Material provided section start
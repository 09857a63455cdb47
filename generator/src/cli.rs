use std::path::PathBuf;

use clap::{Parser, ValueEnum};

#[derive(Copy, Clone, Debug, PartialEq, Eq, ValueEnum)]
pub enum Lang {
    Java,
    Cxx,
}

/// Builds the resolved OME object model from XSD schema files and prints a
/// report of the generated types.
#[derive(Parser)]
#[command(version)]
pub struct Cli {
    /// Schema files to process, in dependency order
    #[arg(required = true)]
    pub inputs: Vec<PathBuf>,

    /// Code generation target language
    #[arg(long, value_enum, default_value_t = Lang::Java)]
    pub lang: Lang,

    /// Namespace prefix the schema uses for XML Schema builtins
    #[arg(long, default_value = "xsd:")]
    pub namespace: String,
}
impl ModelProperty {
    pub fn from_attribute(attribute: &SchemaAttribute, parent: &str) -> Self {
        let appinfo = Appinfo::parse(attribute.appinfo.as_deref());
        Self {
            delegate: Delegate::Attribute(attribute.clone()),
            parent: parent.to_owned(),
            is_attribute: true,
            is_back_reference: false,
            is_choice: false,
            key: None,
            appinfo,
        }
    }

    pub fn from_element(tree: &SchemaTree, element: ElementId, parent: &str) -> Self {
        let e = tree.element(element);
        let appinfo = Appinfo::parse(e.appinfo.as_deref());
        Self {
            delegate: Delegate::Element(element),
            parent: parent.to_owned(),
            is_attribute: false,
            is_back_reference: false,
            is_choice: e.choice.is_some(),
            key: None,
            appinfo,
        }
    }

    pub fn from_reference(reference: ReferenceDelegate, parent: &str) -> Self {
        Self {
            delegate: Delegate::Reference(reference),
            parent: parent.to_owned(),
            is_attribute: false,
            is_back_reference: true,
            is_choice: false,
            key: None,
            appinfo: Appinfo::default(),
        }
    }

    pub fn name<'a>(&'a self, model: &'a OmeModel) -> &'a str {
        match &self.delegate {
            Delegate::Attribute(a) => &a.name,
            Delegate::Element(id) => &model.tree().element(*id).name,
            Delegate::Reference(r) => &r.name,
        }
    }

    /// The property's declared XML Schema type.
    pub fn xsd_type<'a>(&'a self, model: &'a OmeModel) -> &'a str {
        match &self.delegate {
            Delegate::Attribute(a) => &a.data_type,
            Delegate::Element(id) => &model.tree().element(*id).xsd_type,
            Delegate::Reference(r) => &r.data_type,
        }
    }

    /// Upper bound of the property's cardinality. An enclosing choice group
    /// can widen what the element itself declares.
    pub fn max_occurs(&self, model: &OmeModel) -> u32 {
        match &self.delegate {
            Delegate::Attribute(_) => 1,
            Delegate::Element(id) => {
                let e = model.tree().element(*id);
                e.choice.map_or(1, |c| c.max).max(e.max_occurs)
            }
            Delegate::Reference(r) => r.max_occurs,
        }
    }

    pub fn min_occurs(&self, model: &OmeModel) -> u32 {
        match &self.delegate {
            Delegate::Attribute(a) => match a.use_ {
                AttributeUse::Optional => 0,
                AttributeUse::Required => 1,
            },
            Delegate::Element(id) => {
                let e = model.tree().element(*id);
                e.choice.map_or(e.min_occurs, |c| c.min)
            }
            Delegate::Reference(r) => r.min_occurs,
        }
    }

    pub fn possible_values<'a>(&'a self, model: &'a OmeModel) -> &'a [String] {
        match &self.delegate {
            Delegate::Attribute(a) => &a.values,
            Delegate::Element(id) => &model.tree().element(*id).values,
            Delegate::Reference(_) => &[],
        }
    }

    pub fn is_enumeration(&self, model: &OmeModel) -> bool {
        !self.possible_values(model).is_empty()
    }

    /// Default enumeration value: `OTHER` if present, the first value
    /// otherwise.
    pub fn default_value<'a>(&'a self, model: &'a OmeModel) -> Option<&'a str> {
        let values = self.possible_values(model);
        if values.iter().any(|v| v == "OTHER") {
            return Some("OTHER");
        }
        values.first().map(String::as_str)
    }

    /// Whether the property has a complex content model. Asking this of an
    /// attribute is a caller bug and fails.
    pub fn is_complex(&self, model: &OmeModel) -> Result<bool, ModelProcessingError> {
        match &self.delegate {
            Delegate::Attribute(a) => Err(ModelProcessingError::AttributeHasNoContentModel(
                a.name.clone(),
            )),
            Delegate::Element(id) => {
                let e = model.tree().element(*id);
                // The schema declares Description with complex content but it
                // is plain text in every consumer.
                if e.name == "Description" {
                    return Ok(false);
                }
                Ok(e.is_complex)
            }
            Delegate::Reference(_) => Ok(true),
        }
    }

    /// Resolves the target language type for the property.
    pub fn lang_type(&self, model: &OmeModel) -> Result<String, ModelProcessingError> {
        let xsd_type = self.xsd_type(model).to_owned();
        let name = self.name(model).to_owned();

        if self.is_enumeration(model) {
            // Enumerations become dedicated classes named after the property.
            // The schema's unspecific "Type" enumerations can only be told
            // apart by qualifying with the owning type.
            if name == "Type" {
                if xsd_type.ends_with("string") {
                    return Ok(format!("{}Type", self.parent));
                }
                return Ok(xsd_type);
            }
            return Ok(name);
        }

        let stripped = xsd_type.strip_prefix("OME:").unwrap_or(&xsd_type);
        if let Some(mapped) = model.session().lang.type_for(stripped) {
            return Ok(mapped.to_owned());
        }

        if self.is_back_reference {
            return Ok(naming::strip_ref_suffix(&xsd_type).to_owned());
        }
        if !self.is_attribute && self.is_complex(model)? {
            // Complex children name another model type, minus any Ref marker.
            return Ok(naming::strip_ref_suffix(&xsd_type).to_owned());
        }

        if let Some(resolved) = self.resolve_lang_type_from_simple_type(model, &xsd_type) {
            return Ok(resolved);
        }

        Err(ModelProcessingError::UnresolvableType {
            property: name,
            xsd_type,
        })
    }

    /// Chases a top-level simple type through restriction bases (and union
    /// members) until a language-mapped base is found.
    fn resolve_lang_type_from_simple_type(
        &self,
        model: &OmeModel,
        simple_type_name: &str,
    ) -> Option<String> {
        let lang = &model.session().lang;
        let mut name = simple_type_name.to_owned();
        let mut visited = HashSet::new();
        loop {
            if !visited.insert(name.clone()) {
                debug!("simple type chain for {simple_type_name} loops at {name}");
                return None;
            }
            let Some(simple_type) = model.get_top_level_simple_type(&name) else {
                debug!("no simple type found with name {name}");
                // The name may carry a namespace prefix (ex. OME:LSID).
                let namespaceless = name.rsplit(':').next().unwrap_or(&name);
                if namespaceless != name {
                    name = namespaceless.to_owned();
                    continue;
                }
                return None;
            };
            // A union is taken to unify simple types sharing one base; the
            // first member decides.
            let base = if let Some(first) = simple_type.union_of.first() {
                model.get_top_level_simple_type(first)?.base.clone()?
            } else {
                simple_type.base.clone()?
            };
            match lang.type_for(&base) {
                Some(mapped) => return Some(mapped.to_owned()),
                None => name = base,
            }
        }
    }

    /// Whether the property points at another model type by reference; a
    /// registry question, not a stored flag.
    pub fn is_reference(&self, model: &OmeModel) -> bool {
        model
            .get_object_by_name(self.xsd_type(model))
            .map_or(false, |o| o.is_reference(model))
    }

    /// Whether the property references an annotation type.
    pub fn is_annotation(&self, model: &OmeModel) -> bool {
        if !self.is_reference(model) {
            return false;
        }
        let target = naming::strip_ref_suffix(self.xsd_type(model));
        model
            .get_object_by_name(target)
            .map_or(false, |o| o.is_annotation(model))
    }

    pub fn is_primitive(&self, model: &OmeModel) -> Result<bool, ModelProcessingError> {
        let lang_type = self.lang_type(model)?;
        Ok(model.session().lang.is_primitive(&lang_type))
    }

    pub fn is_settings(&self, model: &OmeModel) -> bool {
        self.name(model).ends_with("Settings")
    }

    /// Many-to-many is a symmetric pairwise fact. A back reference takes it
    /// from the forward property on the referenced type, one hop, never
    /// recursing further.
    pub fn is_many_to_many(&self, model: &OmeModel) -> bool {
        if self.is_back_reference {
            if let Some(referenced) = model.get_object_by_name(self.xsd_type(model)) {
                let forward_type = format!("{}Ref", self.parent);
                for prop in referenced.properties.values() {
                    if prop.xsd_type(model) == forward_type {
                        return prop.appinfo.many_to_many;
                    }
                }
            }
        }
        self.appinfo.many_to_many
    }

    /// Whether the property's reachable target is marked global. A
    /// self-reference terminates with the property's own flag.
    pub fn is_global(&self, model: &OmeModel) -> bool {
        let global = self.appinfo.is_global;
        if self.is_back_reference {
            let target = naming::strip_back_reference(self.xsd_type(model));
            if let Some(referenced) = model.get_object_by_name(target) {
                if referenced.name == self.name(model) {
                    return global;
                }
                return global || referenced.is_global(model);
            }
        }
        if self.is_reference(model) {
            let target = naming::strip_ref_suffix(self.xsd_type(model));
            if let Some(referenced) = model.get_object_by_name(target) {
                if referenced.name == self.name(model) {
                    return global;
                }
                return global || referenced.is_global(model);
            }
        }
        global
    }

    /// The namespace the property belongs to: the referenced object's for
    /// references, the owning object's for attributes and back references,
    /// the element's own otherwise.
    pub fn namespace<'a>(&'a self, model: &'a OmeModel) -> &'a str {
        if self.is_reference(model) {
            let target = naming::strip_ref_suffix(self.xsd_type(model));
            if let Some(referenced) = model.get_object_by_name(target) {
                return &referenced.namespace;
            }
        }
        if let Delegate::Reference(r) = &self.delegate {
            if let Some(ns) = &r.namespace {
                return ns;
            }
        }
        if self.is_attribute || self.is_back_reference {
            return model
                .get_object_by_name(&self.parent)
                .map_or("", |o| o.namespace.as_str());
        }
        match &self.delegate {
            Delegate::Element(id) => &model.tree().element(*id).namespace,
            _ => "",
        }
    }

    /// The accessor method stem: the property name with reference markers
    /// stripped, or the capitalized override for renamed back references.
    pub fn method_name(&self, model: &OmeModel) -> String {
        if let Some(key) = &self.key {
            if let Some(name) = model.session().overrides.back_reference_name.get(key) {
                return capitalize(name);
            }
        }
        let name = self.name(model);
        naming::strip_back_reference(naming::strip_ref_suffix(name)).to_owned()
    }

    /// The name used for constructor and setter arguments.
    pub fn argument_name(&self, model: &OmeModel) -> String {
        naming::lower_case_prefix(naming::strip_ref_suffix(self.name(model)))
    }

    /// The instance variable name: pluralized for collections, suffixed with
    /// `Links` for many-to-many relationships.
    pub fn instance_variable_name(
        &self,
        model: &OmeModel,
    ) -> Result<String, ModelProcessingError> {
        let name = self.argument_name(model);

        if self.is_many_to_many(model) {
            let mut stem = name;
            if self.is_back_reference {
                if let Some(referenced) = model.get_object_by_name(self.xsd_type(model)) {
                    stem = referenced.instance_variable_name(model)?;
                }
                if let Some(key) = &self.key {
                    if let Some(overridden) =
                        model.session().overrides.back_reference_name.get(key)
                    {
                        stem = overridden.clone();
                    }
                }
            }
            return Ok(format!("{stem}Links"));
        }

        if self.max_occurs(model) > 1 {
            match &self.appinfo.plural {
                Some(plural) => return Ok(naming::lower_case_prefix(plural)),
                None => {
                    // Fall back to the plural hint on the referenced type;
                    // when there is no such type, keep the singular name.
                    if let Some(referenced) =
                        model.get_object_by_name(&self.method_name(model))
                    {
                        let plural = referenced.appinfo.plural.clone().ok_or_else(|| {
                            ModelProcessingError::MissingPlural(self.name(model).to_owned())
                        })?;
                        return Ok(naming::lower_case_prefix(&plural));
                    }
                }
            }
        }

        if self.is_back_reference {
            return Ok(naming::strip_back_reference(&name).to_owned());
        }
        Ok(name)
    }
}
Material provided section end
- **Exercise**: Among the lines above, find those that contain the word "Java" and copy them.

- **Answer space**:
    Java,
    #[arg(long, value_enum, default_value_t = Lang::Java)]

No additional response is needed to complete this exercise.